Uh-oh…another Melissa McCarthy movie! I’d better say the right things or, more to the point, not say any bad things or Judd Apatow and the armed Sunni p.c. police squad will kick the shit out of me, especially on Twitter. I need to get my attitude adjusted and crank up the denial or I’ll be in big trouble. Okay…go! McCarthy’s schtick of playing a coarse, angry, under-educated, junk-food-inhaling, lower-middle-class instinct animal is…hilarious! And it’s totally common when thin, nice-looking guys (in this instance an ex-hubby and a possible new boyfriend) are depicted as being (or having been) sexually interested in her. One reason for this curious state of affairs is an understanding that morbid obesity isn’t a life-shortening affliction but…kinda cute! And a drop-dead hilarious comic device. When McCarthy tries to leap over a fast-food counter during a robbery but can’t manage it…gasping for breath! Did I mention that morbid obesity has become a kind of metaphor for serenity and self-acceptance?

Wait…should I run this by Apatow first before publishing? Maybe I haven’t expressed my views in the right way? Aaahh, too late now.

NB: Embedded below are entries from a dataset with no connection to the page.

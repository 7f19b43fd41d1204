//! Text helpers.

/// Trims and splits a string on whitespace.
///
/// Used wherever an API accepts several space-separated event type names in
/// one string. An empty or all-whitespace input yields an empty vec.
pub fn split_words(s: &str) -> Vec<&str> {
    s.split_whitespace().collect()
}
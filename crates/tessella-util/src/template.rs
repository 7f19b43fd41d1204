//! String templating.
//!
//! Substitutes `{key}` placeholders from a JSON map. A placeholder with no
//! matching key is a hard error: silently dropping user-visible text is
//! worse than a visible failure.

use regex::Regex;
use serde_json::Value;
use std::sync::LazyLock;
use thiserror::Error;

use crate::merge::JsonMap;

static TEMPLATE_RE: LazyLock<Regex> =
    LazyLock::new(|| Regex::new(r"\{ *([\w_ -]+) *\}").expect("template pattern is valid"));

/// Errors from [`template`].
#[derive(Debug, Error, PartialEq, Eq)]
pub enum TemplateError {
    /// The template referenced a key absent from the data map.
    #[error("no value provided for variable {{{0}}}")]
    MissingValue(String),
}

/// Substitutes `{key}` placeholders in `input` with values from `data`.
///
/// String values render bare, every other JSON value renders via its JSON
/// text form. Text outside placeholders passes through untouched.
///
/// # Example
///
/// ```
/// use tessella_util::template;
///
/// let mut data = serde_json::Map::new();
/// data.insert("z".to_string(), serde_json::json!(12));
/// assert_eq!(template("tiles/{z}.png", &data).unwrap(), "tiles/12.png");
/// ```
pub fn template(input: &str, data: &JsonMap) -> Result<String, TemplateError> {
    let mut out = String::with_capacity(input.len());
    let mut last = 0;
    for caps in TEMPLATE_RE.captures_iter(input) {
        let (Some(whole), Some(key)) = (caps.get(0), caps.get(1)) else {
            continue;
        };
        let key = key.as_str().trim();
        let value = data
            .get(key)
            .ok_or_else(|| TemplateError::MissingValue(key.to_string()))?;
        out.push_str(&input[last..whole.start()]);
        out.push_str(&render(value));
        last = whole.end();
    }
    out.push_str(&input[last..]);
    Ok(out)
}

fn render(value: &Value) -> String {
    match value {
        Value::String(s) => s.clone(),
        other => other.to_string(),
    }
}
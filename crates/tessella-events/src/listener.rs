//! Listener callbacks, identity tokens, and registry entries.

use std::cell::RefCell;
use std::fmt;
use std::rc::Rc;

use tessella_util::Stamp;

use crate::event::Event;

/// A registered event callback.
///
/// Cloning is cheap and preserves identity: two clones of the same
/// `Listener` compare equal under [`Listener::ptr_eq`], so the same value
/// can be kept for a later `off_listener` call.
#[derive(Clone)]
pub struct Listener(Rc<dyn Fn(&Event)>);

impl Listener {
    /// Wraps a callback.
    pub fn new(f: impl Fn(&Event) + 'static) -> Self {
        Self(Rc::new(f))
    }

    /// Identity comparison: true if both values wrap the same allocation.
    pub fn ptr_eq(a: &Self, b: &Self) -> bool {
        Rc::ptr_eq(&a.0, &b.0)
    }

    pub(crate) fn call(&self, event: &Event) {
        (self.0)(event)
    }

    /// The tombstone installed in place of a listener removed while a
    /// dispatch over it is in flight.
    pub(crate) fn noop() -> Self {
        Self::new(|_| {})
    }
}

impl fmt::Debug for Listener {
    fn fmt(&self, f: &mut fmt::Formatter<'_>) -> fmt::Result {
        f.write_str("Listener(..)")
    }
}

/// Token identifying one registry entry within one object.
#[derive(Debug, Clone, Copy, PartialEq, Eq, Hash)]
pub struct ListenerId(pub(crate) u64);

/// The entries one `on`/`once`/`on_many` call created, one per event type.
///
/// Returned so callers can remove exactly what they registered without
/// holding on to the callback value.
#[derive(Debug, Clone, Default)]
pub struct ListenerHandle {
    pub(crate) entries: Vec<(String, ListenerId)>,
}

impl ListenerHandle {
    /// True if the registration call added (or matched) no entries.
    pub fn is_empty(&self) -> bool {
        self.entries.is_empty()
    }

    /// The `(event type, id)` pairs this handle covers.
    pub fn entries(&self) -> &[(String, ListenerId)] {
        &self.entries
    }
}

/// One row of the per-type listener list.
pub(crate) struct ListenerEntry {
    pub(crate) id: ListenerId,
    /// Rewritten to [`Listener::noop`] when the entry is removed while a
    /// dispatch over the containing list is in flight.
    pub(crate) callback: RefCell<Listener>,
    /// Normalized: a context equal to the owning object's own stamp is
    /// stored as `None`.
    pub(crate) context: Option<Stamp>,
    pub(crate) once: bool,
}

impl ListenerEntry {
    pub(crate) fn matches(&self, listener: &Listener, context: Option<Stamp>) -> bool {
        Listener::ptr_eq(&self.callback.borrow(), listener) && self.context == context
    }
}
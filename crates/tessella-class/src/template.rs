//! Template composition: extension chains, mixins, and init hooks.

use serde_json::Value;
use std::cell::RefCell;
use std::collections::HashMap;
use std::rc::Rc;

use tessella_util::{merge_into, JsonMap};

use crate::instance::Instance;
use crate::options::{options_from_toml, OptionsError};

/// An instance behavior: a callback invoked with the instance and the
/// caller's arguments. The [`Instance`] handle is cheap to clone, so a
/// behavior can capture it into listeners it registers.
pub type MethodFn = Rc<dyn Fn(&Instance, &[Value]) -> Value>;

/// A mixin: behaviors (and, for [`Template::include`], options) merged into
/// a template without establishing an inheritance relationship.
#[derive(Clone, Default)]
pub struct BehaviorSet {
    pub(crate) methods: HashMap<String, MethodFn>,
    pub(crate) options: JsonMap,
}

impl BehaviorSet {
    pub fn new() -> Self {
        Self::default()
    }

    /// Adds a behavior to the set.
    pub fn method(
        mut self,
        name: impl Into<String>,
        f: impl Fn(&Instance, &[Value]) -> Value + 'static,
    ) -> Self {
        self.methods.insert(name.into(), Rc::new(f));
        self
    }

    /// Adds an options entry, consumed only by [`Template::include`].
    pub fn option(mut self, key: impl Into<String>, value: Value) -> Self {
        self.options.insert(key.into(), value);
        self
    }
}

/// One initialization hook.
///
/// The `Method` form is resolved against the concrete instance's method
/// chain when the hook runs, so a subclass override wins over the method
/// visible where the hook was registered.
#[derive(Clone)]
pub enum InitHook {
    Callback(Rc<dyn Fn(&Instance)>),
    Method { name: String, args: Vec<Value> },
}

/// Everything a template extension supplies: statics, mixins, behaviors,
/// and default options.
#[derive(Default)]
pub struct TemplateSpec {
    name: String,
    statics: JsonMap,
    includes: Vec<BehaviorSet>,
    methods: HashMap<String, MethodFn>,
    options: JsonMap,
}

impl TemplateSpec {
    pub fn new(name: impl Into<String>) -> Self {
        Self {
            name: name.into(),
            ..Self::default()
        }
    }

    /// Adds a static value, attached to the template itself rather than to
    /// instances.
    pub fn static_value(mut self, key: impl Into<String>, value: Value) -> Self {
        self.statics.insert(key.into(), value);
        self
    }

    /// Appends a mixin. Later includes override earlier ones on conflict;
    /// the spec's own behaviors override all includes.
    pub fn include(mut self, set: BehaviorSet) -> Self {
        self.includes.push(set);
        self
    }

    /// Adds an instance behavior. The `initialize` behavior, if present, is
    /// called with the constructor arguments when an instance is created.
    pub fn method(
        mut self,
        name: impl Into<String>,
        f: impl Fn(&Instance, &[Value]) -> Value + 'static,
    ) -> Self {
        self.methods.insert(name.into(), Rc::new(f));
        self
    }

    /// Adds a default options entry.
    pub fn option(mut self, key: impl Into<String>, value: Value) -> Self {
        self.options.insert(key.into(), value);
        self
    }

    /// Merges a whole default options map.
    pub fn options(mut self, options: JsonMap) -> Self {
        merge_into(&mut self.options, &options);
        self
    }
}

struct TemplateInner {
    name: String,
    parent: Option<Template>,
    methods: RefCell<HashMap<String, MethodFn>>,
    statics: JsonMap,
    options: RefCell<JsonMap>,
    init_hooks: RefCell<Vec<InitHook>>,
}

/// A behavioral template ("class"): instance behaviors, statics, merged
/// default options, and this template's own ordered init hooks.
///
/// The handle is a cheap clone sharing one underlying definition. Templates
/// are built once at definition time and are effectively immutable
/// afterwards, except for [`include`](Self::include),
/// [`merge_options`](Self::merge_options), and
/// [`add_init_hook`](Self::add_init_hook), which mutate in place and affect
/// instances created afterwards (and, through option fall-through and chain
/// method lookup, unset keys of existing instances as well).
#[derive(Clone)]
pub struct Template {
    inner: Rc<TemplateInner>,
}

impl Template {
    /// Defines a root template with no parent.
    pub fn define(spec: TemplateSpec) -> Template {
        Self::compose(None, spec)
    }

    /// Extends this template, producing a child.
    ///
    /// The child's default options are this template's defaults cloned and
    /// then overridden by the spec's options, so mutating the child's
    /// defaults never reaches the parent. The child starts with an empty
    /// init-hook list of its own; hook *execution* still walks the whole
    /// chain at construction time.
    pub fn extend(&self, spec: TemplateSpec) -> Template {
        Self::compose(Some(self.clone()), spec)
    }

    fn compose(parent: Option<Template>, spec: TemplateSpec) -> Template {
        // Flatten mixins first so the spec's own behaviors win on conflict.
        let mut methods = HashMap::new();
        for set in &spec.includes {
            for (name, f) in &set.methods {
                methods.insert(name.clone(), f.clone());
            }
        }
        for (name, f) in spec.methods {
            methods.insert(name, f);
        }

        // Copy-then-override options policy. Options carried by extend-time
        // includes do not participate; only include() merges those.
        let mut options = parent
            .as_ref()
            .map(|p| p.inner.options.borrow().clone())
            .unwrap_or_default();
        merge_into(&mut options, &spec.options);

        Template {
            inner: Rc::new(TemplateInner {
                name: spec.name,
                parent,
                methods: RefCell::new(methods),
                statics: spec.statics,
                options: RefCell::new(options),
                init_hooks: RefCell::new(Vec::new()),
            }),
        }
    }

    pub fn name(&self) -> &str {
        &self.inner.name
    }

    pub fn parent(&self) -> Option<&Template> {
        self.inner.parent.as_ref()
    }

    /// Mutates this template in place: behaviors are merged in, and any
    /// options the set carries are merged *additively* into the existing
    /// defaults.
    ///
    /// This is deliberately a different merge policy from
    /// [`extend`](Self::extend)'s copy-then-override: consumers depend on
    /// both behaviors, so the asymmetry is part of the contract.
    pub fn include(&self, behaviors: BehaviorSet) {
        {
            let mut methods = self.inner.methods.borrow_mut();
            for (name, f) in behaviors.methods {
                methods.insert(name, f);
            }
        }
        if !behaviors.options.is_empty() {
            merge_into(&mut self.inner.options.borrow_mut(), &behaviors.options);
        }
    }

    /// Shallow-merges `options` into this template's defaults in place.
    pub fn merge_options(&self, options: &JsonMap) {
        merge_into(&mut self.inner.options.borrow_mut(), options);
    }

    /// Parses TOML text and merges the result into this template's
    /// defaults.
    pub fn merge_options_from_toml(&self, text: &str) -> Result<(), OptionsError> {
        let parsed = options_from_toml(text)?;
        merge_into(&mut self.inner.options.borrow_mut(), &parsed);
        Ok(())
    }

    /// Appends a hook to this template's own hook list.
    pub fn add_init_hook(&self, hook: InitHook) {
        self.inner.init_hooks.borrow_mut().push(hook);
    }

    /// Hook form invoked directly with the instance.
    pub fn add_init_hook_fn(&self, f: impl Fn(&Instance) + 'static) {
        self.add_init_hook(InitHook::Callback(Rc::new(f)));
    }

    /// Hook form that invokes the named behavior on the instance, resolved
    /// polymorphically when the hook runs.
    pub fn add_init_hook_method(&self, name: impl Into<String>, args: Vec<Value>) {
        self.add_init_hook(InitHook::Method {
            name: name.into(),
            args,
        });
    }

    /// Looks up a behavior, child first, walking the parent chain.
    pub fn method(&self, name: &str) -> Option<MethodFn> {
        if let Some(f) = self.inner.methods.borrow().get(name) {
            return Some(f.clone());
        }
        self.parent().and_then(|p| p.method(name))
    }

    /// Looks up a static value, child first, walking the parent chain.
    pub fn static_value(&self, name: &str) -> Option<Value> {
        if let Some(v) = self.inner.statics.get(name) {
            return Some(v.clone());
        }
        self.parent().and_then(|p| p.static_value(name))
    }

    /// Reads one default option.
    pub fn option(&self, key: &str) -> Option<Value> {
        self.inner.options.borrow().get(key).cloned()
    }

    /// The template's merged default options.
    pub fn options_snapshot(&self) -> JsonMap {
        self.inner.options.borrow().clone()
    }

    pub(crate) fn init_hooks_snapshot(&self) -> Vec<InitHook> {
        self.inner.init_hooks.borrow().clone()
    }

    /// Creates an instance: empty options overlay, `initialize` behavior
    /// (if any in the chain) called with `args`, then every init hook in
    /// the chain, root ancestor first.
    pub fn instantiate(&self, args: &[Value]) -> Instance {
        self.instantiate_with_options(JsonMap::new(), args)
    }

    /// Like [`instantiate`](Self::instantiate), but seeds the per-instance
    /// options overlay before `initialize` runs.
    pub fn instantiate_with_options(&self, options: JsonMap, args: &[Value]) -> Instance {
        let instance = Instance::from_template(self.clone(), options);
        if let Some(init) = self.method("initialize") {
            init(&instance, args);
        }
        instance.run_init_hooks();
        instance
    }
}

#[cfg(test)]
mod tests {
    use super::*;
    use serde_json::json;

    fn leaf_template() -> Template {
        Template::define(TemplateSpec::new("Leaf"))
    }

    #[test]
    fn options_inherit_and_override_down_the_chain() {
        let base = Template::define(TemplateSpec::new("Base").option("a", json!(1)));
        let child = base.extend(TemplateSpec::new("Child").option("b", json!(2)));
        let grandchild = child.extend(TemplateSpec::new("Grandchild").option("a", json!(9)));

        let instance = grandchild.instantiate(&[]);
        assert_eq!(instance.option("a"), Some(json!(9)));
        assert_eq!(instance.option("b"), Some(json!(2)));

        // overriding in the grandchild never mutated the ancestors
        assert_eq!(base.option("a"), Some(json!(1)));
        assert_eq!(child.option("a"), Some(json!(1)));
    }

    #[test]
    fn extend_copies_parent_options() {
        let base = Template::define(TemplateSpec::new("Base").option("a", json!(1)));
        let child = base.extend(TemplateSpec::new("Child"));
        child.merge_options(&[("a".to_string(), json!(5))].into_iter().collect());

        assert_eq!(child.option("a"), Some(json!(5)));
        assert_eq!(base.option("a"), Some(json!(1)));
    }

    #[test]
    fn include_merges_options_additively() {
        let base = Template::define(TemplateSpec::new("Base").option("a", json!(1)));
        base.include(
            BehaviorSet::new()
                .option("b", json!(2))
                .method("noop", |_, _| Value::Null),
        );

        // additive: existing defaults survive, new keys land beside them
        assert_eq!(base.option("a"), Some(json!(1)));
        assert_eq!(base.option("b"), Some(json!(2)));
    }

    #[test]
    fn extend_time_include_options_do_not_participate() {
        let base = Template::define(TemplateSpec::new("Base"));
        let child = base.extend(
            TemplateSpec::new("Child").include(BehaviorSet::new().option("ghost", json!(true))),
        );
        assert_eq!(child.option("ghost"), None);
    }

    #[test]
    fn later_includes_and_own_methods_win() {
        let first = BehaviorSet::new().method("who", |_, _| json!("first"));
        let second = BehaviorSet::new().method("who", |_, _| json!("second"));

        let by_include = Template::define(
            TemplateSpec::new("ByInclude")
                .include(first.clone())
                .include(second.clone()),
        );
        let instance = by_include.instantiate(&[]);
        assert_eq!(instance.call("who", &[]).unwrap(), json!("second"));

        let by_own = Template::define(
            TemplateSpec::new("ByOwn")
                .include(first)
                .include(second)
                .method("who", |_, _| json!("own")),
        );
        let instance = by_own.instantiate(&[]);
        assert_eq!(instance.call("who", &[]).unwrap(), json!("own"));
    }

    #[test]
    fn method_lookup_walks_the_chain() {
        let base =
            Template::define(TemplateSpec::new("Base").method("greet", |_, _| json!("base")));
        let child = base.extend(TemplateSpec::new("Child"));
        let overriding =
            child.extend(TemplateSpec::new("Override").method("greet", |_, _| json!("override")));

        assert_eq!(
            child.instantiate(&[]).call("greet", &[]).unwrap(),
            json!("base")
        );
        assert_eq!(
            overriding.instantiate(&[]).call("greet", &[]).unwrap(),
            json!("override")
        );
    }

    #[test]
    fn post_hoc_include_reaches_existing_subclasses() {
        let base = Template::define(TemplateSpec::new("Base"));
        let child = base.extend(TemplateSpec::new("Child"));
        let instance = child.instantiate(&[]);
        assert!(instance.call("late", &[]).is_err());

        base.include(BehaviorSet::new().method("late", |_, _| json!("here")));
        assert_eq!(instance.call("late", &[]).unwrap(), json!("here"));
    }

    #[test]
    fn statics_inherit_through_the_chain() {
        let base =
            Template::define(TemplateSpec::new("Base").static_value("kind", json!("overlay")));
        let child = base.extend(TemplateSpec::new("Child"));
        let shadowing =
            base.extend(TemplateSpec::new("Shadow").static_value("kind", json!("marker")));

        assert_eq!(child.static_value("kind"), Some(json!("overlay")));
        assert_eq!(shadowing.static_value("kind"), Some(json!("marker")));
        assert_eq!(child.static_value("absent"), None);
    }

    #[test]
    fn merge_options_shows_through_to_existing_instances() {
        let template = leaf_template();
        let instance = template.instantiate(&[]);
        assert_eq!(instance.option("tint"), None);

        template.merge_options(&[("tint".to_string(), json!("red"))].into_iter().collect());
        // unset keys fall through to the template's defaults without copying
        assert_eq!(instance.option("tint"), Some(json!("red")));

        instance.set_option("tint", json!("blue"));
        template.merge_options(&[("tint".to_string(), json!("green"))].into_iter().collect());
        // overridden keys no longer fall through
        assert_eq!(instance.option("tint"), Some(json!("blue")));
    }

    #[test]
    fn toml_options_merge_like_any_other_payload() {
        let template = leaf_template();
        template
            .merge_options_from_toml("opacity = 0.5\nlabel = \"pier\"")
            .unwrap();
        assert_eq!(template.option("opacity"), Some(json!(0.5)));
        assert_eq!(template.option("label"), Some(json!("pier")));

        assert!(template.merge_options_from_toml("not valid toml =").is_err());
    }
}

Tammy (Warner Bros., 7.2) is a husband-and-wife enterprise — directed by McCarthy’s husband, Ben Falcone, and co-written by Falcone and McCarthy. Creative collaborations between married or otherwise intimately entwined couples often don’t work because they’re not blunt with each other. If an idea is shit or not quite good enough, you have to be able to effing say that instead of “yeah, honey, that’s a really good bit except…well, it’s not that I don’t respect your idea or you for that matter but I just think if we massaged it a little bit more and doubled down on the love we might have something a little bit better.” Do you think Billy Wilder and I.A.L. Diamond talked that way to each other?